Natcore Technology's Andrew Barron Wins World Technology Award

Dr. Barron is a co-founder of and technical consultant to Natcore.

Rice's Barron wins World Technology Award for Materials
Chemist, nanotechnology entrepreneur honored for research at UN gala Oct. 26

Andrew Barron, Rice University's Charles W. Duncan, Jr.--Welch Chair of Chemistry and professor of materials science, is the winner of the prestigious 2011 World Technology Award for Materials. The award was presented at the World Technology Summit and Awards gala at the United Nations Oct. 26.

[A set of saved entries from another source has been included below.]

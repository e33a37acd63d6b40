//! Resolution of extracted references against the known file set.
//!
//! All paths are relative and `/`-separated. A reference that does not land on
//! a known file resolves to `None`.

use crate::types::{ExtractedReference, ReferenceKind};
use corpus_chunker::Language;
use std::collections::HashSet;

const ECMASCRIPT_EXTENSIONS: &[&str] = &["ts", "tsx", "js", "jsx", "mjs", "cjs", "mts", "cts"];
const RUST_ROOT_FILES: &[&str] = &["lib.rs", "main.rs", "mod.rs"];

/// Set of known project files used for resolution
#[derive(Debug, Clone, Default)]
pub struct FileIndex {
    files: HashSet<String>,
}

impl FileIndex {
    pub fn new<I, S>(files: I) -> Self
    where
        I: IntoIterator<Item = S>,
        S: AsRef<str>,
    {
        Self {
            files: files
                .into_iter()
                .map(|f| normalize_path(f.as_ref()))
                .collect(),
        }
    }

    pub fn contains(&self, path: &str) -> bool {
        self.files.contains(path)
    }

    pub fn len(&self) -> usize {
        self.files.len()
    }

    pub fn is_empty(&self) -> bool {
        self.files.is_empty()
    }

    /// Resolve `reference` found in `from` to a known file
    pub fn resolve(&self, from: &str, reference: &ExtractedReference) -> Option<String> {
        let from = normalize_path(from);
        match reference.kind {
            ReferenceKind::ModuleDeclaration => self.resolve_rust_mod(&from, &reference.path),
            ReferenceKind::Include => self.resolve_include(&from, &reference.path),
            ReferenceKind::StaticImport
            | ReferenceKind::DynamicRequire
            | ReferenceKind::DynamicImport => match Language::from_path(&from) {
                Language::JavaScript | Language::TypeScript => {
                    self.resolve_ecmascript(&from, &reference.path)
                }
                Language::Python => {
                    self.resolve_python(&from, &reference.path, reference.symbol.as_deref())
                }
                Language::Rust => self.resolve_rust_use(&from, &reference.path),
                _ => None,
            },
        }
    }

    /// First candidate naming a known file; `None` candidates escaped the root
    fn first_known<I>(&self, candidates: I) -> Option<String>
    where
        I: IntoIterator<Item = Option<String>>,
    {
        candidates
            .into_iter()
            .flatten()
            .find(|c| self.files.contains(c))
    }

    fn resolve_ecmascript(&self, from: &str, specifier: &str) -> Option<String> {
        let base = if specifier.starts_with("./") || specifier.starts_with("../") {
            join(parent(from), specifier)?
        } else if let Some(rooted) = specifier.strip_prefix('/') {
            normalize_relative(rooted)?
        } else {
            return None;
        };

        let mut candidates = vec![Some(base.clone())];
        candidates.extend(ECMASCRIPT_EXTENSIONS.iter().map(|ext| Some(format!("{base}.{ext}"))));
        candidates.extend(
            ECMASCRIPT_EXTENSIONS
                .iter()
                .map(|ext| Some(format!("{base}/index.{ext}"))),
        );
        self.first_known(candidates)
    }

    fn resolve_python(&self, from: &str, module: &str, symbol: Option<&str>) -> Option<String> {
        let dots = module.chars().take_while(|&c| c == '.').count();
        let rest = module[dots..].replace('.', "/");

        let bases: Vec<String> = if dots > 0 {
            let mut dir = parent(from).to_string();
            for _ in 1..dots {
                dir = parent_dir(&dir)?;
            }
            vec![dir]
        } else {
            vec![String::new(), parent(from).to_string()]
        };

        let name = symbol
            .and_then(|s| s.split(',').next())
            .and_then(|first| first.split_whitespace().next())
            .filter(|n| n.chars().all(|c| c.is_alphanumeric() || c == '_'));

        let mut candidates = Vec::new();
        for base in &bases {
            let Some(module_dir) = join(base, &rest) else {
                continue;
            };
            if let Some(name) = name {
                candidates.push(join(&module_dir, &format!("{name}.py")));
                candidates.push(join(&module_dir, &format!("{name}/__init__.py")));
            }
            if !rest.is_empty() {
                candidates.push(join(base, &format!("{rest}.py")));
            }
            candidates.push(join(&module_dir, "__init__.py"));
        }
        self.first_known(candidates)
    }

    fn resolve_rust_mod(&self, from: &str, name: &str) -> Option<String> {
        let dir = rust_module_dir(from);
        self.first_known([join(&dir, &format!("{name}.rs")), join(&dir, &format!("{name}/mod.rs"))])
    }

    fn resolve_rust_use(&self, from: &str, path: &str) -> Option<String> {
        let mut segments: Vec<&str> = path.split("::").filter(|s| !s.is_empty()).collect();
        let first = *segments.first()?;

        let mut dir = match first {
            "crate" => self.rust_crate_root(from)?,
            "self" => rust_module_dir(from),
            "super" => rust_module_dir(from),
            _ => return None,
        };
        segments.remove(0);
        if first == "super" {
            dir = parent_dir(&dir)?;
        }
        while segments.first() == Some(&"super") {
            segments.remove(0);
            dir = parent_dir(&dir)?;
        }

        for len in (1..=segments.len()).rev() {
            let module = segments[..len].join("/");
            if let Some(found) = self.first_known([
                join(&dir, &format!("{module}.rs")),
                join(&dir, &format!("{module}/mod.rs")),
            ]) {
                return Some(found);
            }
        }

        // Items defined directly in the target module's own file.
        let mut candidates: Vec<Option<String>> =
            RUST_ROOT_FILES.iter().map(|f| join(&dir, f)).collect();
        if !dir.is_empty() {
            candidates.push(Some(format!("{dir}.rs")));
        }
        self.first_known(candidates).filter(|found| found != from)
    }

    /// Nearest ancestor directory holding `lib.rs` or `main.rs`
    fn rust_crate_root(&self, from: &str) -> Option<String> {
        let mut dir = parent(from).to_string();
        loop {
            if ["lib.rs", "main.rs"]
                .iter()
                .any(|root| join(&dir, root).is_some_and(|p| self.files.contains(&p)))
            {
                return Some(dir);
            }
            if dir.is_empty() {
                return None;
            }
            dir = parent(&dir).to_string();
        }
    }

    fn resolve_include(&self, from: &str, header: &str) -> Option<String> {
        self.first_known([join(parent(from), header), normalize_relative(header)])
    }
}

/// Normalize separators and `.`/`..` segments. Leading `..` that climb past the
/// root are kept, so such a path never names a project file.
pub fn normalize_path(path: &str) -> String {
    let path = path.replace('\\', "/");
    let mut parts: Vec<&str> = Vec::new();
    for segment in path.split('/') {
        match segment {
            "" | "." => {}
            ".." if parts.last().is_some_and(|last| *last != "..") => {
                parts.pop();
            }
            other => parts.push(other),
        }
    }
    parts.join("/")
}

/// Normalize a project-relative path, or `None` when a `..` climbs above the root
pub fn normalize_relative(path: &str) -> Option<String> {
    let path = path.replace('\\', "/");
    let mut parts: Vec<&str> = Vec::new();
    for segment in path.split('/') {
        match segment {
            "" | "." => {}
            ".." => {
                parts.pop()?;
            }
            other => parts.push(other),
        }
    }
    Some(parts.join("/"))
}

fn parent(path: &str) -> &str {
    path.rfind('/').map_or("", |idx| &path[..idx])
}

/// Parent of a directory, `None` at the project root
fn parent_dir(dir: &str) -> Option<String> {
    (!dir.is_empty()).then(|| parent(dir).to_string())
}

fn join(dir: &str, rel: &str) -> Option<String> {
    if dir.is_empty() {
        normalize_relative(rel)
    } else {
        normalize_relative(&format!("{dir}/{rel}"))
    }
}

/// Directory holding the child modules of the module defined in `file`
fn rust_module_dir(file: &str) -> String {
    let name = file.rsplit('/').next().unwrap_or(file);
    if RUST_ROOT_FILES.contains(&name) {
        parent(file).to_string()
    } else {
        file.strip_suffix(".rs").unwrap_or(file).to_string()
    }
}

Barron's research focuses on the application of nanotechnology to fundamental problems in energy and health research. His research group has projects involving down-hole sensors, carbon dioxide mitigation and cancer treatment. Barron joined Rice in 1995.

The World Technology Awards are presented annually by the World Technology Network in association with TIME, Fortune, CNN, Science magazine and Technology Review. With members from more than 60 countries, the World Technology Network is an exclusive community of innovative individuals, companies and organizations in science, technology and related fields.

Barron is the author of more than 380 scientific publications, five books and 20 patents. His research group is the core of a number of Rice startup companies, including businesses that range from oil and gas production (Oxane Materials Inc.) to solar power systems (Natcore Technology Inc.) and water purification (Molecular Filtration Inc).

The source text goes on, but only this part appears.